- _THE PROBLEM_
Your reply should be the full listing, copied exactly.

- _PROVIDED DATA_
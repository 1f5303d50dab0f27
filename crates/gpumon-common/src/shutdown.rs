//! Cooperative stop signal shared by the scheduler, the writer and the exporter

use std::sync::Arc;
use std::time::Duration;

use tokio::sync::watch;

pub fn stop_channel() -> (StopTrigger, StopSignal) {
    let (tx, rx) = watch::channel(false);
    (StopTrigger(Arc::new(tx)), StopSignal(rx))
}

#[derive(Clone, Debug)]
pub struct StopTrigger(Arc<watch::Sender<bool>>);

impl StopTrigger {
    pub fn stop(&self) {
        self.0.send_replace(true);
    }

    pub fn is_stopped(&self) -> bool {
        *self.0.borrow()
    }

    pub fn signal(&self) -> StopSignal {
        StopSignal(self.0.subscribe())
    }
}

#[derive(Clone, Debug)]
pub struct StopSignal(watch::Receiver<bool>);

impl StopSignal {
    pub fn is_stopped(&self) -> bool {
        *self.0.borrow()
    }

    /// Resolves once stop is requested. Never resolves if every trigger is dropped first.
    pub async fn stopped(&self) {
        let mut rx = self.0.clone();
        if rx.wait_for(|stopped| *stopped).await.is_err() {
            std::future::pending::<()>().await;
        }
    }

    /// Sleeps for `pause`; returns `true` if stop was requested first.
    pub async fn sleep_or_stop(&self, pause: Duration) -> bool {
        tokio::select! {
            _ = tokio::time::sleep(pause) => self.is_stopped(),
            _ = self.stopped() => true,
        }
    }
}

- _RESPONSE BOX_
repository 1f5303d50dab0f27
filename crates/gpumon-common/src/shutdown.rs
//! Cooperative stop signal shared by the scheduler, the writer and the exporter

use std::sync::Arc;
use std::time::Duration;

use tokio::sync::watch;

pub fn stop_channel() -> (StopTrigger, StopSignal) {
    let (tx, rx) = watch::channel(false);
    (StopTrigger(Arc::new(tx)), StopSignal(rx))
}

#[derive(Clone, Debug)]
pub struct StopTrigger(Arc<watch::Sender<bool>>);

impl StopTrigger {
    pub fn stop(&self) {
        self.0.send_replace(true);
    }

    pub fn is_stopped(&self) -> bool {
        *self.0.borrow()
    }

    pub fn signal(&self) -> StopSignal {
        StopSignal(self.0.subscribe())
    }
}

#[derive(Clone, Debug)]
pub struct StopSignal(watch::Receiver<bool>);

impl StopSignal {
    pub fn is_stopped(&self) -> bool {
        *self.0.borrow()
    }

    /// Resolves once stop is requested. Never resolves if every trigger is dropped first.
    pub async fn stopped(&self) {
        let mut rx = self.0.clone();
        if rx.wait_for(|stopped| *stopped).await.is_err() {
            std::future::pending::<()>().await;
        }
    }

    /// Sleeps for `pause`; returns `true` if stop was requested first.
    pub async fn sleep_or_stop(&self, pause: Duration) -> bool {
        tokio::select! {
            _ = tokio::time::sleep(pause) => self.is_stopped(),
            _ = self.stopped() => true,
        }
    }
}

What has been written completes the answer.